# Finitely Generated Free Groups

by sammycaps
Tags: finitely, free, generated, groups
 P: 91 So Munkres, on page 424 of Topology (2nd edition) says that "...two free groups are isomorphic if and only if their systems of free generators have the same cardinality (We have proved these facts in the case of finite cardinality)." Nowhere explicitly does he say this, although it seems that many of the theroems and corollaries allude to it. I've tried a few different things to see a proof that applies only in the finite case, but I'm not sure I have it right. Any help would be much appreciated.
 P: 350 I bet the universal property of free groups would give the simplest proof. http://en.wikipedia.org/wiki/Free_gr...ersal_property
P: 1,716
 Quote by sammycaps So Munkres, on page 424 of Topology (2nd edition) says that "...two free groups are isomorphic if and only if their systems of free generators have the same cardinality (We have proved these facts in the case of finite cardinality)." Nowhere explicitly does he say this, although it seems that many of the theroems and corollaries allude to it.
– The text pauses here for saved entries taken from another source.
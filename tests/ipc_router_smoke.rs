
use serde_json::json;
use test_support::{request, request_ok, spawn_sidecar, temp_dir};

#[test]
fn router_dispatch_smoke_covers_handler_families() {
    let workspace = temp_dir("surveyd-router-smoke");
    let (mut child, mut stdin, mut reader) = spawn_sidecar();

    let health = request_ok(&mut stdin, &mut reader, "1", "health", json!({}));
    assert!(health.get("version").and_then(|v| v.as_str()).is_some());
    assert!(health
        .get("workspacePath")
        .map(|v| v.is_null())
        .unwrap_or(true));

    let selected = request_ok(
        &mut stdin,
        &mut reader,
        "2",
        "workspace.select",
        json!({ "path": workspace.to_string_lossy() }),
    );
    assert_eq!(
        selected.get("workspacePath").and_then(|v| v.as_str()),
        Some(workspace.to_string_lossy().as_ref())
    );

    let listed = request_ok(&mut stdin, &mut reader, "3", "surveys.list", json!({}));
    assert_eq!(
        listed.get("surveys").and_then(|v| v.as_array()).map(Vec::len),
        Some(0)
    );

    let unknown = request(&mut stdin, &mut reader, "4", "surveys.frobnicate", json!({}));
    assert_eq!(unknown.get("ok").and_then(|v| v.as_bool()), Some(false));
    assert_eq!(
        unknown
            .get("error")
            .and_then(|e| e.get("code"))
            .and_then(|v| v.as_str()),
        Some("not_implemented")
    );

    drop(stdin);
    let _ = child.wait();
}
fn handle_surveys_list(state: &mut AppState, req: &Request) -> serde_json::Value {
    let Some(conn) = state.db.as_ref() else {
        return ok(&req.id, json!({ "surveys": [] }));
    };

    let owner_filter = req
        .params
        .get("ownerId")
        .and_then(|v| v.as_str())
        .map(|s| s.to_string());

    // Correlated subqueries avoid double-counting from joins.
    let sql = "SELECT
                 s.id, s.owner_id, s.title, s.description, s.visibility, s.created_at,
                 (SELECT COUNT(*) FROM questions q WHERE q.survey_id = s.id) AS question_count,
                 (SELECT COUNT(*) FROM responses r WHERE r.survey_id = s.id) AS response_count
               FROM surveys s
               WHERE (?1 IS NULL OR s.owner_id = ?1)
               ORDER BY s.created_at DESC, s.id";
    let mut stmt = match conn.prepare(sql) {
        Ok(s) => s,
        Err(e) => return db_err(&req.id, "db_query_failed", &e, None),
    };
    let rows = stmt
        .query_map([&owner_filter], |row| {
            let id: String = row.get(0)?;
            let owner_id: String = row.get(1)?;
            let title: String = row.get(2)?;
            let description: String = row.get(3)?;
            let visibility: String = row.get(4)?;
            let created_at: String = row.get(5)?;
            let question_count: i64 = row.get(6)?;
            let response_count: i64 = row.get(7)?;
            Ok(json!({
                "id": id,
                "ownerId": owner_id,
                "title": title,
                "description": description,
                "visibility": visibility,
                "createdAt": created_at,
                "questionCount": question_count,
                "responseCount": response_count
            }))
        })
        .and_then(|it| it.collect::<Result<Vec<_>, _>>());

    match rows {
        Ok(surveys) => ok(&req.id, json!({ "surveys": surveys })),
        Err(e) => db_err(&req.id, "db_query_failed", &e, None),
    }
}
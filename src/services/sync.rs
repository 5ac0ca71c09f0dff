// SPDX-License-Identifier: MIT
// Copyright 2026 Roland Dreier <roland@rolandd.dev>

//! Sync orchestration: multi-account passes and account discovery with a
//! bounded whole-pass retry.

use crate::db::LedgerStore;
use crate::error::AppError;
use crate::models::LinkedAccount;
use crate::services::nordigen::AggregatorClient;
use crate::services::reconcile::SyncReconciler;
use futures_util::future::{join_all, try_join_all};
use serde::Serialize;
use std::collections::HashSet;
use std::future::Future;
use std::sync::Arc;
use std::time::Duration;

/// Attempt ceiling and fixed delay between attempts.
#[derive(Debug, Clone, Copy, PartialEq, Eq)]
pub struct RetryPolicy {
    pub max_attempts: u32,
    pub delay: Duration,
}

impl Default for RetryPolicy {
    fn default() -> Self {
        Self {
            max_attempts: 3,
            delay: Duration::from_secs(1),
        }
    }
}

#[derive(Debug, Clone, PartialEq, Eq, Serialize)]
pub struct AccountSyncResult {
    pub account_id: String,
    pub new_transactions: usize,
}

/// Outcome of a successful sync pass.
#[derive(Debug, Clone, PartialEq, Eq, Serialize)]
pub struct SyncReport {
    /// Attempt on which the pass succeeded (1-based)
    pub attempts: u32,
    pub accounts: Vec<AccountSyncResult>,
    pub total_new: usize,
}

/// Drives reconciliation and discovery for a user.
#[derive(Clone)]
pub struct SyncService {
    store: Arc<dyn LedgerStore>,
    client: AggregatorClient,
    reconciler: SyncReconciler,
    policy: RetryPolicy,
}

impl SyncService {
    pub fn new(
        store: Arc<dyn LedgerStore>,
        client: AggregatorClient,
        reconciler: SyncReconciler,
        policy: RetryPolicy,
    ) -> Self {
        Self {
            store,
            client,
            reconciler,
            policy,
        }
    }

    /// Reconcile every linked account of the user, retrying failed passes.
    pub async fn sync_user(&self, user_id: &str) -> Result<SyncReport, AppError> {
        let (accounts, attempts) = self
            .with_retry("sync", user_id, || self.sync_pass(user_id))
            .await?;

        let total_new = accounts.iter().map(|a| a.new_transactions).sum();
        tracing::info!(
            user_id,
            attempts,
            accounts = accounts.len(),
            total_new,
            "Sync pass complete"
        );

        Ok(SyncReport {
            attempts,
            accounts,
            total_new,
        })
    }

    /// Link accounts granted by the user's requisitions that are not saved yet.
    /// Returns how many accounts were added.
    pub async fn link_accounts(&self, user_id: &str) -> Result<usize, AppError> {
        let (linked, attempts) = self
            .with_retry("discovery", user_id, || self.discovery_pass(user_id))
            .await?;

        tracing::info!(user_id, attempts, linked, "Account discovery complete");
        Ok(linked)
    }

    /// One pass over all accounts. Every reconcile runs to completion before
    /// the pass result is decided; the first error fails the pass.
    async fn sync_pass(&self, user_id: &str) -> Result<Vec<AccountSyncResult>, AppError> {
        let accounts = self.store.list_accounts(user_id).await?;

        let outcomes = join_all(accounts.iter().map(|account| async move {
            let new_transactions = self.reconciler.reconcile(user_id, account).await?;
            Ok::<_, AppError>(AccountSyncResult {
                account_id: account.id.clone(),
                new_transactions,
            })
        }))
        .await;

        outcomes.into_iter().collect()
    }

    async fn discovery_pass(&self, user_id: &str) -> Result<usize, AppError> {
        let (requisitions, saved) = tokio::try_join!(
            self.store.list_requisitions(user_id),
            self.store.list_accounts(user_id),
        )?;

        let fetched = try_join_all(
            requisitions
                .iter()
                .map(|r| self.client.get_requisition(&r.id)),
        )
        .await?;

        let mut known: HashSet<String> = saved.into_iter().map(|a| a.id).collect();
        let missing: Vec<String> = fetched
            .into_iter()
            .flat_map(|r| r.accounts)
            .filter(|id| known.insert(id.clone()))
            .collect();

        let accounts: Vec<LinkedAccount> =
            try_join_all(missing.iter().map(|id| self.client.get_account(id))).await?;

        for account in &accounts {
            self.store.set_account(user_id, account).await?;
            tracing::debug!(user_id, account_id = %account.id, "Linked account");
        }

        Ok(accounts.len())
    }

    /// Run `pass` until it succeeds or the attempt ceiling is reached.
    /// Returns the value and the attempt it succeeded on.
    async fn with_retry<T, F, Fut>(
        &self,
        operation: &'static str,
        user_id: &str,
        mut pass: F,
    ) -> Result<(T, u32), AppError>
    where
        F: FnMut() -> Fut,
        Fut: Future<Output = Result<T, AppError>>,
    {
        let max_attempts = self.policy.max_attempts.max(1);
        let mut attempt = 1;

        loop {
            match pass().await {
                Ok(value) => return Ok((value, attempt)),
                Err(e) if attempt < max_attempts => {
                    tracing::warn!(
                        operation,
                        user_id,
                        attempt,
                        max_attempts,
                        error = %e,
                        "Pass failed, retrying"
                    );
                    tokio::time::sleep(self.policy.delay).await;
                    attempt += 1;
                }
                Err(e) => {
                    tracing::error!(
                        operation,
                        user_id,
                        attempt,
                        error = %e,
                        "Pass failed, giving up"
                    );
                    return Err(e);
                }
            }
        }
    }
}
// SPDX-License-Identifier: MIT
// Copyright 2026 Roland Dreier <roland@rolandd.dev>

//! Normalization of raw PSD2 transactions into [`Transaction`].
//!
//! Banks fill the PSD2 record differently, so the mapping is chosen by the
//! account's institution id. Unknown institutions get the sign-of-amount
//! heuristic.

use crate::models::{Transaction, TransactionKind};
use crate::services::nordigen::{Psd2Transaction, PSD2_DATE_FORMAT};
use chrono::NaiveDate;
use sha2::{Digest, Sha256};

/// Counterparty placeholder when the bank reports neither name nor description.
pub const UNKNOWN_COUNTERPARTY: &str = "Unknown";

/// Prefix of ids synthesized for records the bank sent without one.
pub const SYNTHETIC_ID_PREFIX: &str = "synth-";

#[derive(Debug, Clone, Copy, PartialEq, Eq)]
pub enum InstitutionMapper {
    IngItaly,
    Revolut,
    Sandbox,
    Default,
}

impl InstitutionMapper {
    pub fn for_institution(institution_id: &str) -> Self {
        match institution_id {
            "ING_INGBITMM" => InstitutionMapper::IngItaly,
            "REVOLUT_REVOGB21" => InstitutionMapper::Revolut,
            "SANDBOXFINANCE_SFIN0000" => InstitutionMapper::Sandbox,
            _ => InstitutionMapper::Default,
        }
    }

    /// Map one record. `None` when it has no usable booking or value date.
    pub fn map(self, raw: &Psd2Transaction) -> Option<Transaction> {
        let booking_date = raw
            .booking_date
            .as_deref()
            .and_then(parse_psd2_date)
            .or_else(|| raw.value_date.as_deref().and_then(parse_psd2_date))?;
        let value_date = raw.value_date.as_deref().and_then(parse_psd2_date);

        let kind = self.kind(raw);
        let description = self.description(raw);

        let counterparty_name = match kind {
            TransactionKind::Payment => Some(
                raw.creditor_name
                    .clone()
                    .or_else(|| description.clone())
                    .unwrap_or_else(|| UNKNOWN_COUNTERPARTY.to_string()),
            ),
            TransactionKind::Transfer => {
                let debtor_iban = match self {
                    InstitutionMapper::Sandbox => raw
                        .debtor_account
                        .as_ref()
                        .and_then(|account| account.iban.clone()),
                    _ => None,
                };
                Some(
                    raw.debtor_name
                        .clone()
                        .or(debtor_iban)
                        .or_else(|| description.clone())
                        .unwrap_or_else(|| UNKNOWN_COUNTERPARTY.to_string()),
                )
            }
            TransactionKind::Unknown => None,
        };

        Some(Transaction {
            transaction_id: transaction_identity(raw, booking_date, description.as_deref()),
            booking_date,
            value_date,
            amount: raw.transaction_amount.clone(),
            kind,
            counterparty_name,
            description,
            category: None,
            excluded: false,
        })
    }

    fn kind(self, raw: &Psd2Transaction) -> TransactionKind {
        let code = raw.proprietary_bank_transaction_code.as_deref();
        match self {
            InstitutionMapper::IngItaly => match code {
                Some("PAGAMENTO CARTA") | Some("PAGAMENTO I24") => TransactionKind::Payment,
                Some("VS.DISPOSIZIONE") => TransactionKind::Transfer,
                _ => TransactionKind::Unknown,
            },
            InstitutionMapper::Revolut => match code {
                Some("CARD_PAYMENT") => TransactionKind::Payment,
                Some("TOPUP") => TransactionKind::Transfer,
                _ => TransactionKind::Unknown,
            },
            InstitutionMapper::Sandbox | InstitutionMapper::Default => {
                if raw.transaction_amount.is_debit() {
                    TransactionKind::Payment
                } else {
                    TransactionKind::Transfer
                }
            }
        }
    }

    fn description(self, raw: &Psd2Transaction) -> Option<String> {
        let first_line = || {
            raw.remittance_information_unstructured_array
                .as_ref()
                .and_then(|lines| lines.first().cloned())
        };

        let description = match self {
            InstitutionMapper::IngItaly => raw.remittance_information_unstructured.clone(),
            InstitutionMapper::Revolut => first_line(),
            InstitutionMapper::Sandbox | InstitutionMapper::Default => raw
                .remittance_information_unstructured
                .clone()
                .or_else(|| {
                    raw.remittance_information_unstructured_array
                        .as_ref()
                        .filter(|lines| !lines.is_empty())
                        .map(|lines| lines.join(" "))
                }),
        };

        description.filter(|d| !d.trim().is_empty())
    }
}

/// Result of mapping a batch of raw records.
#[derive(Debug, Default)]
pub struct MappedBatch {
    pub transactions: Vec<Transaction>,
    /// Records dropped for lack of a usable date
    pub skipped: usize,
}

/// Map a fetched batch for an account of `institution_id`.
pub fn map_transactions(institution_id: &str, raw: &[Psd2Transaction]) -> MappedBatch {
    let mapper = InstitutionMapper::for_institution(institution_id);
    let mut batch = MappedBatch::default();

    for record in raw {
        match mapper.map(record) {
            Some(transaction) => batch.transactions.push(transaction),
            None => batch.skipped += 1,
        }
    }

    if batch.skipped > 0 {
        tracing::warn!(
            institution_id,
            skipped = batch.skipped,
            "Skipped transactions without booking or value date"
        );
    }
    batch
}

/// Accepts plain dates and date-times (only the date part is used).
fn parse_psd2_date(raw: &str) -> Option<NaiveDate> {
    let date = raw.trim().get(..10)?;
    NaiveDate::parse_from_str(date, PSD2_DATE_FORMAT).ok()
}

/// Bank id if present, otherwise a stable digest of the record's content.
fn transaction_identity(
    raw: &Psd2Transaction,
    booking_date: NaiveDate,
    description: Option<&str>,
) -> String {
    if let Some(id) = raw
        .transaction_id
        .as_deref()
        .or(raw.internal_transaction_id.as_deref())
        .filter(|id| !id.is_empty())
    {
        return id.to_string();
    }

    let mut hasher = Sha256::new();
    hasher.update(booking_date.format(PSD2_DATE_FORMAT).to_string());
    hasher.update(b"|");
    hasher.update(raw.transaction_amount.amount.trim());
    hasher.update(b"|");
    hasher.update(&raw.transaction_amount.currency);
    hasher.update(b"|");
    hasher.update(description.unwrap_or_default());
    format!("{}{}", SYNTHETIC_ID_PREFIX, hex::encode(hasher.finalize()))
}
I've tried a few different things to see a proof that applies only in the finite case, but I'm not sure I have it right. Any help would be much appreciated.
If you think about it you will see that an isomorphism of free groups must be defined from a bijection between generators and any bijection of generators gives an isomorphism by extension as is always true for free groups.

 P: 91 Finitely Generated Free Groups Ok, thanks very much.
 Sci Advisor HW Helper P: 9,453 if a free group on n generators is isomorphic to a free group on m generators, then their abelianizations are also isomorphic, so the free abelian groups on n and m generators are isomorphic. now if that is true for abelian G and H then their quotients by their subgroups 2G and 2H, i.e. G/2G and H/2H are also isomorphic. Now those two groups are vector spaces over Z/2Z of the same finite dimension, hence the same finite cardinallty. since one has cardinality 2^n and the other has cardinality 2^m, thus n=m. forgive me if i do not follow, lavinia, but i do not see how your argument proves there cannot be more than one generating set for a free group, of different cardinalities. I guess it is correct in some abstract sense categorically as Vargo suggests, i.e. there is a functorial equivalence between group maps out of F(n) the free group on {1,2,...,n} and set maps out of {1,2,...,}. but if F(n) and F(m) are isomorphic then they define equivalent functors of group maps, hence set maps out of {1,2,...,n} and {1,.,,.m} are equivalent, hence the two sets are isomorphic. but this requires a bit more of work to prove. but i believe the proof above showing that if F(n) and F(m) are isomorphic, then 2^n = 2^m is more elementary.